The Life of PETER KELLEY, alias OWEN, alias NISBET
Whether there be really any gradation in crimes, or whether we do not mistake in supposing the transgression of one Law of God more heinous than that of another, would be a point too difficult and too abstract for us to enter into, but as human nature is more shocked at the shedding of blood than at any other offence, we may be allowed to treat those who are guilty of it as bloody and unnatural men, who besides their losing all respect towards the laws of God, show also a want of that compassion and tenderness which seems incident to the human species.
The unhappy person of whom we are now to speak, was by birth an Irishman, and his true name Mackhuen, but upon his coming over into England he thought fit to change it for Owen, thereby inclining to avoid being taken for any other person than an Englishman. His parents were, it seems, persons so low in the world that they could not afford him any education, so that he was unable either to write or read at the time of his death. However, they put him out apprentice to a weaver, with whom having served his time, he came over to England, and worked for a little time at his trade. But growing idle, and being always inclined to sotting, he chose rather to go errands, or to do anything rather than work any longer.

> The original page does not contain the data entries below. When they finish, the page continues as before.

use tokio::sync::mpsc;

use sidedrop_engine::engine::{EngineCmd, SessionCmd};

/// Handles the `offer` command.
pub async fn handle_offer_cmd(cmd_tx: &mpsc::Sender<EngineCmd>) {
    if cmd_tx.send(EngineCmd::CreateOffer).await.is_err() {
        println!("  ❌ Engine is gone");
    }
}

/// Handles the `take <code|offer-text>` command.
///
/// Short dash-grouped strings are registry codes; anything longer is
/// treated as pasted offer text.
pub async fn handle_take_cmd(parts: &[&str], cmd_tx: &mpsc::Sender<EngineCmd>) {
    let Some(arg) = parts.get(1) else {
        println!("  Usage: take <code|offer-text>");
        println!("  Example: take 7GK2M-0Q4ZD-RW8XH-2PB5N-9TC3V");
        return;
    };

    let cmd = if looks_like_code(arg) {
        EngineCmd::AcceptCode {
            code: arg.to_string(),
        }
    } else {
        EngineCmd::AcceptOffer {
            encoded: arg.to_string(),
        }
    };

    if cmd_tx.send(cmd).await.is_err() {
        println!("  ❌ Engine is gone");
    }
}

/// Handles the `answer <id> <text>` command.
pub async fn handle_answer_cmd(parts: &[&str], cmd_tx: &mpsc::Sender<EngineCmd>) {
    let (Some(id), Some(text)) = (parts.get(1), parts.get(2)) else {
        println!("  Usage: answer <session-id> <answer-text>");
        return;
    };
    let Ok(session_id) = id.parse::<u64>() else {
        println!("  ❌ \"{id}\" is not a session id");
        return;
    };

    let cmd = EngineCmd::SessionCmd {
        session_id,
        cmd: SessionCmd::AcceptAnswer {
            encoded: text.to_string(),
        },
    };
    if cmd_tx.send(cmd).await.is_err() {
        println!("  ❌ Engine is gone");
    }
}

/// Handles the `send <id> <file>` command.
pub async fn handle_send_cmd(parts: &[&str], cmd_tx: &mpsc::Sender<EngineCmd>) {
    let (Some(id), Some(path)) = (parts.get(1), parts.get(2)) else {
        println!("  Usage: send <session-id> <file-path>");
        println!("  Example: send 1 /home/user/photo.jpg");
        return;
    };
    let Ok(session_id) = id.parse::<u64>() else {
        println!("  ❌ \"{id}\" is not a session id");
        return;
    };

    let path = std::path::PathBuf::from(path);
    let metadata = match tokio::fs::metadata(&path).await {
        Ok(m) => m,
        Err(e) => {
            println!("  ❌ Cannot read file {}: {e}", path.display());
            return;
        }
    };
    if !metadata.is_file() {
        println!("  ❌ {} is not a regular file", path.display());
        return;
    }

    let cmd = EngineCmd::SessionCmd {
        session_id,
        cmd: SessionCmd::SendFile { path },
    };
    if cmd_tx.send(cmd).await.is_err() {
        println!("  ❌ Engine is gone");
    }
}

/// Handles the `close <id>` command.
pub async fn handle_close_cmd(parts: &[&str], cmd_tx: &mpsc::Sender<EngineCmd>) {
    let Some(id) = parts.get(1) else {
        println!("  Usage: close <session-id>");
        return;
    };
    let Ok(session_id) = id.parse::<u64>() else {
        println!("  ❌ \"{id}\" is not a session id");
        return;
    };

    let cmd = EngineCmd::SessionCmd {
        session_id,
        cmd: SessionCmd::Close,
    };
    if cmd_tx.send(cmd).await.is_err() {
        println!("  ❌ Engine is gone");
    }
}

/// Registry codes are five dash-separated groups of five; armored
/// descriptions are one long base64 run.
fn looks_like_code(arg: &str) -> bool {
    arg.len() == 29 && arg.split('-').count() == 5
}

#[cfg(test)]
mod tests {
    use super::*;

    #[test]
    fn when_dash_grouped_string_expect_code() {
        assert!(looks_like_code("7GK2M-0Q4ZD-RW8XH-2PB5N-9TC3V"));
    }

    #[test]
    fn when_base64_blob_expect_not_code() {
        assert!(!looks_like_code(
            "eyJraW5kIjoib2ZmZXIiLCJ0cmFuc3BvcnQiOiJxdWljIn0="
        ));
        assert!(!looks_like_code("short"));
    }
}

It seems he played with great dexterity upon two jews' harps at a time, and this serving to entertain people of as loose and idle a disposition as himself, he thereby got a good deal of money, or least drink (which was to him all one, for without it he could not live), and his delight in an alehouse was so great that he seldom cared to be out of it. People in such houses finding they got money by his playing upon the jews' harp, and thereby keeping people longer at the pot than otherwise they were inclined to stay, used to encourage Peter by helping him to errands; but amongst all the persons who were so kind as to supply his necessities, there was one Nisbet, an old joiner in the neighbourhood, who was never weary of doing him kindnesses. Having repeated these often and for a long time together, Kelley at last began to call the old man father, and there seemed to be an inviolable friendship between them, Peter always preserving some respect towards him, though he seemed to have lost it towards everybody else.

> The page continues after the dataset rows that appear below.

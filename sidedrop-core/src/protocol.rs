use anyhow::{Result, bail, ensure};
use bytes::{Buf, BufMut, BytesMut};
use serde::{Deserialize, Serialize};

/// ASCII magic bytes that open every sidedrop frame.
const MAGIC: &[u8; 5] = b"SDROP";
/// Protocol version understood by this build.
const VERSION: u8 = 0x01;
/// Total header size: magic(5) + version(1) + type(1) + flags(2) + length(4).
const HEADER_LEN: usize = 13;
/// Upper bound on a single frame payload to protect against malicious peers.
pub const MAX_PAYLOAD_LEN: usize = 64 * 1024;
/// Default size of one file chunk. Large enough to amortise per-frame
/// overhead, small enough to stay under typical channel buffering limits.
pub const DEFAULT_CHUNK_SIZE: usize = 16 * 1024;

const OFF_MAGIC: usize = 0;
const OFF_VERSION: usize = 5;
const OFF_TYPE: usize = 6;
const OFF_FLAGS: usize = 7;
const OFF_LENGTH: usize = 9;

/// Protocol-level message type codes (v1).
///
/// `Bind`/`BindAck` are exchanged once, immediately after the transport
/// reports the channel open, to tie the channel to a specific negotiation.
/// The transfer itself is `FileHeader`, any number of `FileChunk`s, and a
/// mandatory `FileDone` marker — completion is carried by that marker and
/// never inferred from channel-close timing.
#[derive(Debug, Clone, Copy, PartialEq, Eq)]
#[repr(u8)]
pub enum MessageType {
    Bind = 0x01,
    BindAck = 0x02,
    FileHeader = 0x10,
    FileChunk = 0x11,
    FileDone = 0x12,
}

impl TryFrom<u8> for MessageType {
    type Error = anyhow::Error;

    fn try_from(value: u8) -> Result<Self> {
        match value {
            0x01 => Ok(Self::Bind),
            0x02 => Ok(Self::BindAck),
            0x10 => Ok(Self::FileHeader),
            0x11 => Ok(Self::FileChunk),
            0x12 => Ok(Self::FileDone),
            other => bail!("unknown message type: 0x{other:02X}"),
        }
    }
}

impl From<MessageType> for u8 {
    fn from(mt: MessageType) -> u8 {
        mt as u8
    }
}

/// Decoded frame header.
#[derive(Debug, Clone, PartialEq, Eq)]
pub struct Header {
    pub version: u8,
    pub msg_type: MessageType,
    /// Reserved flags — MUST be `0x0000` in v1.
    pub flags: u16,
    pub payload_length: u32,
}

/// A fully decoded frame (header + payload).
#[derive(Debug, Clone, PartialEq, Eq)]
pub struct Frame {
    pub header: Header,
    pub payload: Vec<u8>,
}

/// Attempts to decode one complete frame from the front of `buf`.
///
/// * `Ok(Some(frame))` — a full frame was present; its bytes have been consumed
///   from `buf`.
/// * `Ok(None)` — not enough bytes yet; `buf` is left untouched.  The caller
///   should read more data and try again.
/// * `Err(..)` — protocol violation (bad magic, unsupported version, unknown
///   message type, oversized payload).  The caller should close the channel.
///
/// # Errors
///
/// Returns an error on protocol violations: bad magic, unsupported version,
/// unknown message type, or payload exceeding [`MAX_PAYLOAD_LEN`].
pub fn try_decode_frame(buf: &mut BytesMut) -> Result<Option<Frame>> {
    if buf.len() < HEADER_LEN {
        return Ok(None);
    }

    ensure!(
        &buf[OFF_MAGIC..OFF_MAGIC + MAGIC.len()] == MAGIC,
        "bad magic: expected SDROP"
    );

    let version = buf[OFF_VERSION];
    ensure!(version == VERSION, "unsupported version: 0x{version:02X}");

    let msg_type = MessageType::try_from(buf[OFF_TYPE])?;

    // These slices are exactly 2 and 4 bytes respectively (guaranteed by
    // the HEADER_LEN check above), so the conversions cannot fail.
    let flags = u16::from_be_bytes(
        buf[OFF_FLAGS..OFF_FLAGS + 2]
            .try_into()
            .expect("flags slice is exactly 2 bytes"),
    );

    let payload_len = u32::from_be_bytes(
        buf[OFF_LENGTH..OFF_LENGTH + 4]
            .try_into()
            .expect("length slice is exactly 4 bytes"),
    ) as usize;

    ensure!(
        payload_len <= MAX_PAYLOAD_LEN,
        "payload too large: {payload_len} bytes (max {MAX_PAYLOAD_LEN})"
    );

    if buf.len() < HEADER_LEN + payload_len {
        return Ok(None);
    }

    buf.advance(HEADER_LEN);
    let payload = buf.split_to(payload_len).to_vec();

    let header = Header {
        version,
        msg_type,
        flags,
        #[allow(clippy::cast_possible_truncation)] // guarded by MAX_PAYLOAD_LEN (fits in u32)
        payload_length: payload_len as u32,
    };

    Ok(Some(Frame { header, payload }))
}

/// Encodes a frame into `buf`.
///
/// Appends the 13-byte header followed by `payload` to the buffer.
pub fn encode_frame(msg_type: MessageType, payload: &[u8], buf: &mut BytesMut) {
    buf.reserve(HEADER_LEN + payload.len());
    buf.put_slice(MAGIC);
    buf.put_u8(VERSION);
    buf.put_u8(msg_type.into());
    buf.put_u16(0x0000);
    #[allow(clippy::cast_possible_truncation)] // frame payloads are bounded by MAX_PAYLOAD_LEN
    buf.put_u32(payload.len() as u32);
    buf.put_slice(payload);
}

/// Convenience wrapper that allocates and returns a new `BytesMut`.
#[must_use]
pub fn encode_frame_to_bytes(msg_type: MessageType, payload: &[u8]) -> BytesMut {
    let mut buf = BytesMut::with_capacity(HEADER_LEN + payload.len());
    encode_frame(msg_type, payload, &mut buf);
    buf
}

// ── JSON payload types ──────────────────────────────────────────────

/// Payload for [`MessageType::Bind`] (offerer → answerer).
///
/// Carries the answer's token so the answerer can confirm the inbound
/// channel belongs to the negotiation it produced an answer for.
#[derive(Debug, Clone, PartialEq, Eq, Serialize, Deserialize)]
pub struct BindPayload {
    pub token: String,
}

/// Payload for [`MessageType::FileHeader`] (sender → receiver).
#[derive(Debug, Clone, PartialEq, Eq, Serialize, Deserialize)]
pub struct FileHeaderPayload {
    pub file_name: String,
    pub size_bytes: u64,
}

/// Encodes a serializable payload into a protocol frame stored in a new
/// [`BytesMut`].
///
/// # Errors
///
/// Returns an error if JSON serialization fails.
pub fn encode_payload_frame<T: Serialize>(msg_type: MessageType, payload: &T) -> Result<BytesMut> {
    let json = serde_json::to_vec(payload)?;
    Ok(encode_frame_to_bytes(msg_type, &json))
}

/// Decodes a frame's payload bytes into the requested type.
///
/// # Errors
///
/// Returns an error if the payload is not valid JSON or does not match `T`.
pub fn decode_payload<T: for<'de> Deserialize<'de>>(payload: &[u8]) -> Result<T> {
    serde_json::from_slice(payload).map_err(Into::into)
}

#[cfg(test)]
mod tests {
    use super::*;

    /// Given a frame with an empty payload, when encoded and decoded, then the header and payload match.
    #[test]
    fn given_empty_payload_when_round_tripped_then_frame_matches() {
        let encoded = encode_frame_to_bytes(MessageType::FileDone, &[]);
        let mut buf = encoded;
        let frame = try_decode_frame(&mut buf).unwrap().unwrap();
        assert_eq!(frame.header.msg_type, MessageType::FileDone);
        assert_eq!(frame.header.version, VERSION);
        assert_eq!(frame.header.flags, 0);
        assert_eq!(frame.header.payload_length, 0);
        assert!(frame.payload.is_empty());
        assert!(buf.is_empty());
    }

    /// Given a frame with a raw byte payload, when encoded and decoded, then the payload matches.
    #[test]
    fn given_chunk_payload_when_round_tripped_then_frame_matches() {
        let chunk = b"some file bytes, not JSON";
        let encoded = encode_frame_to_bytes(MessageType::FileChunk, chunk);
        let mut buf = encoded;
        let frame = try_decode_frame(&mut buf).unwrap().unwrap();
        assert_eq!(frame.header.msg_type, MessageType::FileChunk);
        #[allow(clippy::cast_possible_truncation)]
        let expected_len = chunk.len() as u32;
        assert_eq!(frame.header.payload_length, expected_len);
        assert_eq!(frame.payload, chunk);
        assert!(buf.is_empty());
    }

    /// Given two frames back to back in one buffer, when decoded, then both come out in order.
    #[test]
    fn given_two_frames_when_decoded_then_both_returned_in_order() {
        let mut buf = encode_frame_to_bytes(MessageType::FileChunk, b"first");
        encode_frame(MessageType::FileDone, &[], &mut buf);

        let first = try_decode_frame(&mut buf).unwrap().unwrap();
        assert_eq!(first.header.msg_type, MessageType::FileChunk);
        assert_eq!(first.payload, b"first");

        let second = try_decode_frame(&mut buf).unwrap().unwrap();
        assert_eq!(second.header.msg_type, MessageType::FileDone);
        assert!(buf.is_empty());
    }

    /// Given a buffer with only a partial header, when decoding, then None is returned and the buffer is untouched.
    #[test]
    fn given_partial_header_when_decoded_then_returns_none() {
        let full = encode_frame_to_bytes(MessageType::Bind, b"{}");
        let mut buf = BytesMut::from(&full[..7]); // only 7 of 13 header bytes
        assert!(try_decode_frame(&mut buf).unwrap().is_none());
        assert_eq!(buf.len(), 7);
    }

    /// Given a complete header but truncated payload, when decoding, then None is returned and the buffer is untouched.
    #[test]
    fn given_truncated_payload_when_decoded_then_returns_none() {
        let payload = b"hello world";
        let full = encode_frame_to_bytes(MessageType::FileChunk, payload);
        // Give the full header + half the payload.
        let partial_len = HEADER_LEN + payload.len() / 2;
        let mut buf = BytesMut::from(&full[..partial_len]);
        assert!(try_decode_frame(&mut buf).unwrap().is_none());
    }

    /// Given a frame with invalid magic bytes, when decoded, then an error is returned.
    #[test]
    fn given_bad_magic_when_decoded_then_returns_error() {
        let mut buf = BytesMut::from(&b"XXXXX\x01\x01\x00\x00\x00\x00\x00\x00"[..]);
        let err = try_decode_frame(&mut buf).unwrap_err();
        assert!(err.to_string().contains("bad magic"));
    }

    /// Given a frame with an unsupported version, when decoded, then an error is returned.
    #[test]
    fn given_unsupported_version_when_decoded_then_returns_error() {
        let mut buf = BytesMut::from(&b"SDROP\xFF\x01\x00\x00\x00\x00\x00\x00"[..]);
        let err = try_decode_frame(&mut buf).unwrap_err();
        assert!(err.to_string().contains("unsupported version"));
    }

    /// Given a frame with an unknown message type, when decoded, then an error is returned.
    #[test]
    fn given_unknown_message_type_when_decoded_then_returns_error() {
        let mut buf = BytesMut::from(&b"SDROP\x01\xFE\x00\x00\x00\x00\x00\x00"[..]);
        let err = try_decode_frame(&mut buf).unwrap_err();
        assert!(err.to_string().contains("unknown message type"));
    }

    /// Given a header advertising an oversized payload, when decoded, then an error is returned.
    #[test]
    fn given_oversized_payload_length_when_decoded_then_returns_error() {
        let mut buf = BytesMut::new();
        buf.put_slice(MAGIC);
        buf.put_u8(VERSION);
        buf.put_u8(MessageType::FileChunk.into());
        buf.put_u16(0x0000);
        #[allow(clippy::cast_possible_truncation)]
        buf.put_u32((MAX_PAYLOAD_LEN + 1) as u32);
        let err = try_decode_frame(&mut buf).unwrap_err();
        assert!(err.to_string().contains("payload too large"));
    }

    /// Given every defined message type code, when converted to u8 and back, then the original variant is preserved.
    #[test]
    fn given_all_message_types_when_converted_to_u8_and_back_then_match() {
        let types = [
            (0x01, MessageType::Bind),
            (0x02, MessageType::BindAck),
            (0x10, MessageType::FileHeader),
            (0x11, MessageType::FileChunk),
            (0x12, MessageType::FileDone),
        ];
        for (code, expected) in types {
            let parsed = MessageType::try_from(code).unwrap();
            assert_eq!(parsed, expected);
            assert_eq!(u8::from(parsed), code);
        }
    }

    // ── Payload round-trip tests ────────────────────────────────────

    /// Given a BindPayload, when encoded as a frame and decoded, then the payload round-trips.
    #[test]
    fn given_bind_payload_when_encoded_as_frame_then_frame_round_trips() {
        let payload = BindPayload {
            token: "c0ffee00c0ffee00c0ffee00c0ffee00".into(),
        };
        let frame_bytes = encode_payload_frame(MessageType::Bind, &payload).unwrap();
        let mut buf = frame_bytes;
        let frame = try_decode_frame(&mut buf).unwrap().unwrap();
        assert_eq!(frame.header.msg_type, MessageType::Bind);
        let decoded: BindPayload = decode_payload(&frame.payload).unwrap();
        assert_eq!(decoded, payload);
    }

    /// Given a FileHeaderPayload, when encoded as a frame and decoded, then the payload round-trips.
    #[test]
    fn given_file_header_payload_when_encoded_as_frame_then_frame_round_trips() {
        let payload = FileHeaderPayload {
            file_name: "photo.jpg".into(),
            size_bytes: 1_048_576,
        };
        let frame_bytes = encode_payload_frame(MessageType::FileHeader, &payload).unwrap();
        let mut buf = frame_bytes;
        let frame = try_decode_frame(&mut buf).unwrap().unwrap();
        assert_eq!(frame.header.msg_type, MessageType::FileHeader);
        let decoded: FileHeaderPayload = decode_payload(&frame.payload).unwrap();
        assert_eq!(decoded, payload);
    }

    /// Given invalid JSON bytes, when decoded as FileHeaderPayload, then an error is returned.
    #[test]
    fn given_invalid_json_when_decoded_then_returns_error() {
        let bad_json = b"not json at all";
        let result = decode_payload::<FileHeaderPayload>(bad_json);
        assert!(result.is_err());
    }

    /// Given JSON with the wrong shape, when decoded as BindPayload, then an error is returned.
    #[test]
    fn given_wrong_shape_json_when_decoded_then_returns_error() {
        let json = br#"{"file_name":"oops","size_bytes":1}"#;
        let result = decode_payload::<BindPayload>(json);
        assert!(result.is_err());
    }
}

One night, however, or rather morning, for it was near two o'clock, Kelley came with many signs of terror and confusion to the watch-house, and there told the constable and attendants that old Nisbet was murdered and lay weltering in his bed and a razor by him. The watch, knowing Peter to be a wild, half-witted drunken fellow, gave little heed to his discourse, and so far they were from crediting it that they turned him out of the watch-house, and bid him get about his business. In the morning old Nisbet's lodgers not hearing him stir at his usual hour, went to the door, and there made a noise in order to awake him. Having no answer upon that, they sent for a proper officer and broke the door open, where they found the old man with his throat cut in a most barbarous fashion, overflowed with the torrent of his own blood, which was yet warm. No sooner did the particulars of this horrid murder begin to make a noise, but the watch calling to mind what Kelley had told them, immediately suspected him for the murder, and caused him quickly to be apprehended and committed to Newgate.

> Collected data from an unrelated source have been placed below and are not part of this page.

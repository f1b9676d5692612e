mod command;
mod event;
mod ui;

use std::path::PathBuf;

use clap::{Parser, ValueEnum};
use tokio::io::BufReader;
use tracing_subscriber::{EnvFilter, fmt};

use sidedrop_core::channel::ChannelFactory;
use sidedrop_engine::engine::{Engine, EngineCmd, EngineConfig};
use sidedrop_engine::quic::QuicChannelFactory;
use sidedrop_engine::tcp::TcpChannelFactory;

use crate::command::{
    handle_answer_cmd, handle_close_cmd, handle_offer_cmd, handle_send_cmd, handle_take_cmd,
};
use crate::event::spawn_event_printer;
use crate::ui::{print_banner, print_help, print_prompt, read_line};

#[derive(Debug, Clone, Copy, ValueEnum)]
enum Transport {
    /// Encrypted QUIC channel with a per-offer pinned certificate.
    Quic,
    /// Plaintext TCP — loopback and trusted networks only.
    Tcp,
}

/// sidedrop — peer-to-peer file hand-off.
///
/// Exchange a short offer/answer pair with the other party out of band
/// (chat, email, a shouted code), then the file moves directly between
/// the two machines.  No relay ever holds the data.
#[derive(Parser, Debug)]
#[command(name = "sidedrop", version, about)]
struct Args {
    /// Transport for the peer channel.
    #[arg(short, long, value_enum, default_value = "quic")]
    transport: Transport,

    /// Address offers bind their endpoint on.  Use an externally
    /// reachable IP when the peer is on another machine.
    #[arg(short, long, default_value = "127.0.0.1:0")]
    bind: String,

    /// Directory where received files are stored.
    #[arg(short, long, default_value = "/tmp/sidedrop")]
    receive_dir: PathBuf,
}

#[tokio::main]
async fn main() {
    let args = Args::parse();

    // Tracing goes to stderr so it doesn't mix with the interactive
    // prompt on stdout.  Default to "warn" for library crates so
    // only the CLI's own output is visible.
    fmt()
        .with_writer(std::io::stderr)
        .with_env_filter(
            EnvFilter::try_from_default_env()
                .unwrap_or_else(|_| EnvFilter::new("sidedrop=info,warn")),
        )
        .init();

    if let Err(e) = std::fs::create_dir_all(&args.receive_dir) {
        eprintln!(
            "Failed to create receive directory {}: {e}",
            args.receive_dir.display()
        );
        std::process::exit(1);
    }

    let config = EngineConfig {
        receive_dir: args.receive_dir.clone(),
        ..EngineConfig::default()
    };

    match args.transport {
        Transport::Quic => {
            run(
                QuicChannelFactory::new(args.bind.clone()),
                config,
                &args,
                "quic",
            )
            .await;
        }
        Transport::Tcp => {
            run(
                TcpChannelFactory::new(args.bind.clone()),
                config,
                &args,
                "tcp",
            )
            .await;
        }
    }
}

async fn run<F: ChannelFactory>(factory: F, config: EngineConfig, args: &Args, transport: &str) {
    let engine = Engine;
    let handle = engine.start(factory, config);

    spawn_event_printer(handle.events_tx.subscribe());

    let cmd_tx = handle.cmd_tx.clone();

    print_banner(transport, &args.receive_dir);
    print_help();
    print_prompt();

    // ── Interactive prompt loop ─────────────────────────────────
    let mut stdin = BufReader::new(tokio::io::stdin());

    loop {
        let Some(line) = read_line(&mut stdin).await else {
            // EOF — shut down.
            break;
        };

        if line.is_empty() {
            print_prompt();
            continue;
        }

        let parts: Vec<&str> = line.splitn(3, ' ').collect();

        match parts[0] {
            "offer" => {
                handle_offer_cmd(&cmd_tx).await;
            }
            "take" => {
                handle_take_cmd(&parts, &cmd_tx).await;
            }
            "answer" => {
                handle_answer_cmd(&parts, &cmd_tx).await;
            }
            "send" => {
                handle_send_cmd(&parts, &cmd_tx).await;
            }
            "close" => {
                handle_close_cmd(&parts, &cmd_tx).await;
            }
            "help" | "?" => {
                print_help();
            }
            "quit" | "exit" | "q" => {
                break;
            }
            other => {
                println!("  ❓ Unknown command: \"{other}\".  Type 'help' for usage.");
            }
        }

        print_prompt();
    }

    println!("\n  Shutting down...");
    let _ = cmd_tx.send(EngineCmd::ShutDown).await;
    // Give sessions a moment to clean up.
    tokio::time::sleep(std::time::Duration::from_millis(200)).await;
    println!("  Bye! 👋");
}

On the trial the strongest circumstances imaginable appeared against him, so much that the jury, without much hesitation, found him guilty, and he, after a pathetic speech from the Bench, of the nature and circumstances of his bloody crime, received sentence of death with the rest. Under conviction he appeared a very stupid creature, though as far as his capacity would give him leave he showed all imaginable signs of penitence and sorrow, and attended with great gravity and devotion at the public service in the chapel, notwithstanding he professed himself to be in the communion of the Church of Rome. He acknowledged the deceased Mr. Nisbet to have been extraordinarily kind and charitable to him, even to as great a degree as if he had been his own child, but as to the murder, he flatly denied his committing it, or his having any knowledge of its being committed; and though he was strongly pressed as to the nature of those circumstances on which the jury had found him guilty, and which were so strong as to persuade all mankind that their verdict was just, yet he continued still in the same mind, protesting his own clearness from that bloody and detestable crime. In this disposition of mind he suffered at Tyburn, being at that time about forty years of age or somewhat under.